Update: Coltrane wants the right sort of people to run for the Senate

Apparently Coltrane sent out emails from his personal account last night, encouraging select faculty to run for the Senate. If you didn’t get the email, I guess your President thinks you’re the wrong sort of person for the Senate. If you want to run anyway, the official link to nominate yourself for the Senate, FAC, and other important committees is here: https://oregon.qualtrics.com/SE/?SID=SV_77hfWNdQDtOoONL

Someone sent me a copy of Coltrane’s email fifth hand, which shows where I rank – 5 degrees of separation. I’m no math professor, but my Erdos number is better than that.

From: Scott Coltrane <scottc@uoregon.edu>
Date: Wednesday, April 8, 2015 at 9:18 PM
Subject: Senate remarks and election

Dear Colleagues,
   My remarks to the Senate today focused on shared governance and rebuilding trust.
http://president.uoregon.edu/content/senate-address-supporting-shared-governance
I encourage you to share my comments with colleagues so that we might encourage as many faculty as possible to run for senate offices in the current senate election cycle.  Having a wide range of faculty participating in the UO Senate and serving on important faculty committees is essential to shared governance at UO.

Thanks,
  Scott

Update: Coltrane must have realized how problematic his selective email last night was. So this afternoon he sent off another one, from his official email account, to the entire UO list:

Date: April 9, 2015 at 1:32:52 PM PDT

From: “President’s Office” <pres@uoregon.edu>

Subject: Supporting shared governance

Dear Colleagues,

The University of Oregon’s greatest asset is the people who work, teach, research, and learn on our campus. I hope you know that I, Provost Frances Bronet, and other members of administration appreciate your efforts to make this a great university and your commitment during both times of challenge and times of opportunity. Part of our ability to achieve our shared academic goal is to also commit fully to shared governance because a healthy, functioning faculty-administration relationship is paramount to our success.

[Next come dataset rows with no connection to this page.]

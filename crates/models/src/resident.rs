use mongodb::{
    bson::{self, oid::ObjectId},
    Collection, Database,
};
use serde::{Deserialize, Serialize};

/// Stored shape of a resident; field names match the collection's camelCase layout.
#[derive(Debug, Clone, PartialEq, Serialize, Deserialize)]
#[serde(rename_all = "camelCase")]
pub struct ResidentDocument {
    #[serde(rename = "_id", default, skip_serializing_if = "Option::is_none")]
    pub id: Option<ObjectId>,
    pub first_name: String,
    pub last_name: String,
    pub role: String,
    // older documents may carry null or no value here
    #[serde(default)]
    pub profile_photo: Option<String>,
    #[serde(default, skip_serializing_if = "Option::is_none")]
    pub linkedin: Option<String>,
    #[serde(default, skip_serializing_if = "Option::is_none")]
    pub twitter: Option<String>,
    pub created_at: bson::DateTime,
}

pub fn collection(db: &Database, name: &str) -> Collection<ResidentDocument> {
    db.collection::<ResidentDocument>(name)
}

#[cfg(test)]
mod tests {
    use super::*;
    use mongodb::bson::doc;

    fn sample() -> ResidentDocument {
        ResidentDocument {
            id: None,
            first_name: "Ada".into(),
            last_name: "Lovelace".into(),
            role: "Resident".into(),
            profile_photo: Some(String::new()),
            linkedin: None,
            twitter: Some("@ada".into()),
            created_at: bson::DateTime::from_millis(1_700_000_000_000),
        }
    }

    #[test]
    fn serializes_camel_case_without_id_or_missing_links() {
        let d = bson::to_document(&sample()).unwrap();
        assert!(d.get("_id").is_none());
        assert!(d.get("linkedin").is_none());
        assert_eq!(d.get_str("firstName").unwrap(), "Ada");
        assert_eq!(d.get_str("twitter").unwrap(), "@ada");
        assert!(d.get_datetime("createdAt").is_ok());
    }

    #[test]
    fn reads_legacy_document_with_null_photo() {
        let oid = ObjectId::new();
        let d = doc! {
            "_id": oid,
            "firstName": "Grace",
            "lastName": "Hopper",
            "role": "Mentor",
            "profilePhoto": null,
            "createdAt": bson::DateTime::now(),
        };
        let parsed: ResidentDocument = bson::from_document(d).unwrap();
        assert_eq!(parsed.id, Some(oid));
        assert_eq!(parsed.profile_photo, None);
        assert_eq!(parsed.linkedin, None);
    }
}
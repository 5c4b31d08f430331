use criterion::{criterion_group, criterion_main, Criterion};
use std::sync::Arc;

use service::media::cloudinary::sign_params;
use service::media::mock::InMemoryMediaHost;
use service::residents::{repository::mock::InMemoryResidentRepository, ResidentInput, ResidentService};

fn input() -> ResidentInput {
    ResidentInput {
        first_name: Some("Ada".into()),
        last_name: Some("Lovelace".into()),
        role: Some("Resident".into()),
        ..ResidentInput::default()
    }
}

fn bench_create(c: &mut Criterion) {
    let rt = tokio::runtime::Runtime::new().unwrap();

    c.bench_function("resident_create_in_memory", |b| {
        // fresh store per batch so the list does not grow without bound
        b.iter_batched(
            || ResidentService::new(Arc::new(InMemoryResidentRepository::new()), Arc::new(InMemoryMediaHost::new())),
            |svc| rt.block_on(svc.create(input(), None)).unwrap(),
            criterion::BatchSize::SmallInput,
        );
    });
}

fn bench_sign(c: &mut Criterion) {
    let params = vec![("folder", "residents".to_string()), ("timestamp", "1700000000".to_string())];
    c.bench_function("cloudinary_sign_params", |b| {
        b.iter(|| sign_params(&params, "api-secret"));
    });
}

criterion_group!(benches, bench_create, bench_sign);
criterion_main!(benches);
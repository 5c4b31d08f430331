use thiserror::Error;

use crate::media::MediaError;

#[derive(Debug, Error)]
pub enum ServiceError {
    #[error("validation error: {0}")]
    Validation(String),
    #[error("image upload failed: {0}")]
    Upload(#[from] MediaError),
    #[error("database error: {0}")]
    Db(String),
}

impl ServiceError {
    pub fn missing_fields() -> Self { Self::Validation("Missing required fields".into()) }

    /// True for failures the caller caused.
    pub fn is_client_error(&self) -> bool { matches!(self, Self::Validation(_)) }
}
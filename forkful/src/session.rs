//! JSON-lines session over stdin
//!
//! Each non-blank input line is one [`Command`]. Each produces exactly one
//! output line: the serialized [`Outcome`], or an error object. Errors do
//! not end the session.

use std::collections::BTreeMap;
use std::io::{BufRead, Write};

use anyhow::{Context, Result};
use libforkful::events::EventReceiver;
use libforkful::{Command, ForkfulError, NotFoundError, Store};
use serde::Serialize;
use tokio::sync::broadcast::error::TryRecvError;

#[derive(Debug, Default, Clone, Copy, PartialEq, Eq)]
pub struct SessionSummary {
    pub applied: usize,
    pub failed: usize,
}

#[derive(Debug, Serialize)]
#[serde(tag = "type", rename = "error")]
struct ErrorLine {
    line: usize,
    kind: &'static str,
    message: String,
    #[serde(skip_serializing_if = "Option::is_none")]
    fields: Option<BTreeMap<String, String>>,
}

impl ErrorLine {
    fn from_store_error(line: usize, error: &ForkfulError) -> Self {
        let (kind, fields) = match error {
            ForkfulError::Validation(errors) => ("validation", Some(errors.fields().clone())),
            ForkfulError::NotFound(NotFoundError::Recipe(_)) => ("recipe_not_found", None),
            ForkfulError::NotFound(NotFoundError::User(_)) => ("user_not_found", None),
            ForkfulError::InvalidInput(_) => ("invalid_input", None),
            ForkfulError::Config(_) | ForkfulError::Seed(_) => ("internal", None),
        };

        Self {
            line,
            kind,
            message: error.to_string(),
            fields,
        }
    }

    fn parse(line: usize, error: &serde_json::Error) -> Self {
        Self {
            line,
            kind: "parse",
            message: format!("Invalid command: {}", error),
            fields: None,
        }
    }
}

/// Apply every command read from `input`, writing one result line per command
pub fn run<R: BufRead, W: Write>(mut store: Store, input: R, mut output: W) -> Result<SessionSummary> {
    let mut events = store.subscribe();
    let mut summary = SessionSummary::default();

    for (index, line) in input.lines().enumerate() {
        let line_number = index + 1;
        let line = line.context("Failed to read command from stdin")?;
        let trimmed = line.trim();
        if trimmed.is_empty() || trimmed.starts_with('#') {
            continue;
        }

        let rendered = match serde_json::from_str::<Command>(trimmed) {
            Err(e) => {
                tracing::warn!(line = line_number, error = %e, "Unparseable command");
                summary.failed += 1;
                serde_json::to_string(&ErrorLine::parse(line_number, &e))?
            }
            Ok(command) => match store.apply(command) {
                Ok(outcome) => {
                    summary.applied += 1;
                    serde_json::to_string(&outcome)?
                }
                Err(e) => {
                    tracing::warn!(line = line_number, error = %e, "Command rejected");
                    summary.failed += 1;
                    serde_json::to_string(&ErrorLine::from_store_error(line_number, &e))?
                }
            },
        };

        writeln!(output, "{}", rendered)?;
        drain_events(&mut events);
    }

    output.flush()?;
    Ok(summary)
}

fn drain_events(events: &mut EventReceiver) {
    loop {
        match events.try_recv() {
            Ok(event) => tracing::debug!(?event, "Store event"),
            Err(TryRecvError::Lagged(skipped)) => {
                tracing::debug!(skipped, "Store events dropped");
            }
            Err(TryRecvError::Empty) | Err(TryRecvError::Closed) => break,
        }
    }
}

#[cfg(test)]
mod tests {
    use super::*;
    use libforkful::{SeedData, StoreSettings};
    use std::io::Cursor;

    fn run_lines(input: &str) -> (SessionSummary, Vec<serde_json::Value>) {
        let store = Store::new(SeedData::builtin().unwrap(), StoreSettings::default()).unwrap();
        let mut output = Vec::new();
        let summary = run(store, Cursor::new(input.to_string()), &mut output).unwrap();

        let lines = String::from_utf8(output)
            .unwrap()
            .lines()
            .map(|line| serde_json::from_str(line).unwrap())
            .collect();
        (summary, lines)
    }

    #[test]
    fn test_state_carries_between_lines() {
        let input = r#"{"type":"toggle_like","recipe_id":"r1"}
{"type":"toggle_like","recipe_id":"r1"}
"#;
        let (summary, lines) = run_lines(input);

        assert_eq!(summary, SessionSummary { applied: 2, failed: 0 });
        assert_eq!(lines[0]["liked"], true);
        assert_eq!(lines[0]["likes"], 343);
        assert_eq!(lines[1]["liked"], false);
        assert_eq!(lines[1]["likes"], 342);
    }

    #[test]
    fn test_errors_do_not_stop_the_session() {
        let input = r#"{"type":"toggle_save","recipe_id":"nope"}
not json
{"type":"add_comment","recipe_id":"r2","text":"  "}
{"type":"toggle_dark_mode"}
"#;
        let (summary, lines) = run_lines(input);

        assert_eq!(summary, SessionSummary { applied: 1, failed: 3 });
        assert_eq!(lines.len(), 4);
        assert_eq!(lines[0]["type"], "error");
        assert_eq!(lines[0]["kind"], "recipe_not_found");
        assert_eq!(lines[1]["kind"], "parse");
        assert_eq!(lines[1]["line"], 2);
        assert_eq!(lines[2]["kind"], "validation");
        assert_eq!(lines[2]["fields"]["text"], "Comment cannot be empty");
        assert_eq!(lines[3]["type"], "dark_mode");
        assert_eq!(lines[3]["enabled"], true);
    }

    #[test]
    fn test_blank_and_comment_lines_are_skipped() {
        let input = "\n# like the pizza\n{\"type\":\"toggle_like\",\"recipe_id\":\"r1\"}\n   \n";
        let (summary, lines) = run_lines(input);
        assert_eq!(summary.applied, 1);
        assert_eq!(lines.len(), 1);
    }

    #[test]
    fn test_follow_self_is_invalid_input() {
        let (_, lines) = run_lines(r#"{"type":"toggle_follow","user_id":"u1"}"#);
        assert_eq!(lines[0]["kind"], "invalid_input");
    }
}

Yesterday, I addressed the University Senate about how our relationship is not working for our mutual benefit and how Provost Bronet and I want that to change.  

I believe we all bear responsibility for this situation, and we must all work together to be part of the solution. In my address, I laid out how the current situation is counter-productive and threatens to derail our effort to enhance the academic mission of the university. I also offered some solutions to rebuild trust on campus and establish effective and productive shared governance. The full text of my remarks is here.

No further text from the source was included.